Saved entries
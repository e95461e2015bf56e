//! Cryptographic primitives for diary encryption.
//!
//! This module provides the building blocks used by the encrypted diary store:
//! authenticated encryption, passphrase-based key derivation, and password
//! hashing for the authentication layer that sits above the store.
//!
//! # Module Structure
//!
//! - `cipher`: AES-256-GCM sealing/opening with a fresh random nonce per call
//! - `kdf`: Argon2id key derivation and the zeroizing key wrapper
//! - `password`: Argon2id PHC password hashing and verification
//!
//! # Example
//!
//! ```
//! use moodstack::crypto::{derive_key, generate_salt, open, seal, KdfParams};
//!
//! let salt = generate_salt();
//! let key = derive_key(b"correct horse battery staple", &salt, &KdfParams::low_memory())?;
//!
//! let sealed = seal(key.as_bytes(), b"Secret diary entry")?;
//! let plaintext = open(key.as_bytes(), &sealed.nonce, &sealed.ciphertext)?;
//! assert_eq!(plaintext, b"Secret diary entry");
//! # Ok::<(), Box<dyn std::error::Error>>(())
//! ```

pub mod cipher;
pub mod kdf;
pub mod password;

// Re-export commonly used types
pub use self::cipher::{generate_nonce, generate_salt, open, seal, Sealed};
pub use self::kdf::{derive_key, EncryptionKey, KdfParams};
pub use self::password::{hash_password, verify_password};
/*!
# moodstack

moodstack stores diary entries encrypted at rest and scores them with a
weighted emotion lexicon, optionally blended with a profile from a local
inference service.

## Core Features

- Per-diary encryption modes: unified (master key), individual (per-diary
  password through Argon2id) and biometric (master key, tagged)
- Owner-scoped list, lookup, search and delete with graceful degradation for
  locked diaries
- Seven-category emotion scoring with negation, intensifier and diminisher
  handling, CJK segmentation, and a fallback chain of analysis strategies
- Stored analyses with change detection, trends and aggregate statistics

## Architecture

- `crypto`: AES-256-GCM sealing, Argon2id key derivation, password hashing
- `db`: SQLite pool, schema and row-level CRUD
- `diary`: the encrypted record store and search
- `emotion`: lexicon, scoring engine, blending, statistics, analysis service
- `ai`: inference client and external emotion analyzer
- `config`, `cli`, `errors`, `constants`: ambient plumbing

## Usage Example

```rust,no_run
use moodstack::crypto::KdfParams;
use moodstack::db::Database;
use moodstack::diary::{DiaryRecord, DiaryStore};
use moodstack::emotion::{AnalysisMode, EmotionAnalyzer, EmotionLexicon};
use std::path::Path;

fn main() -> moodstack::AppResult<()> {
    let db = Database::open(Path::new("/tmp/moodstack.db"))?;
    db.initialize_schema()?;

    let store = DiaryStore::with_kdf_params(db, KdfParams::default());
    let master_key = [7u8; 32];
    let record = DiaryRecord::new("Sunday", "我今天非常开心");
    store.save(&record, 1, &master_key)?;

    let lexicon = EmotionLexicon::builtin();
    let analysis = EmotionAnalyzer::new(&lexicon).analyze(&record.content, AnalysisMode::Local)?;
    println!("{}", analysis.dominant_emotion.as_str());
    Ok(())
}
```
*/

/// Inference client and external emotion analysis
pub mod ai;
/// Command-line argument definitions
pub mod cli;
/// Configuration loading and validation
pub mod config;
/// Named constants shared across the crate
pub mod constants;
/// Authenticated encryption and key derivation
pub mod crypto;
/// SQLite persistence
pub mod db;
/// Encrypted diary records and their store
pub mod diary;
/// Emotion lexicon, scoring and analysis service
pub mod emotion;
/// Error types and utilities for error handling
pub mod errors;

// Re-export important types for convenience
pub use config::Config;
pub use diary::{DiaryEntry, DiaryRecord, DiaryStore, EncryptionMode, EncryptionOptions};
pub use emotion::{AnalysisMode, EmotionAnalysis, EmotionAnalyzer, EmotionService};
pub use errors::{AppError, AppResult};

To do:
From the entries above, extract every line where the word "types" appears.

Worked solution:
// Re-export commonly used types
/// Error types and utilities for error handling
// Re-export important types for convenience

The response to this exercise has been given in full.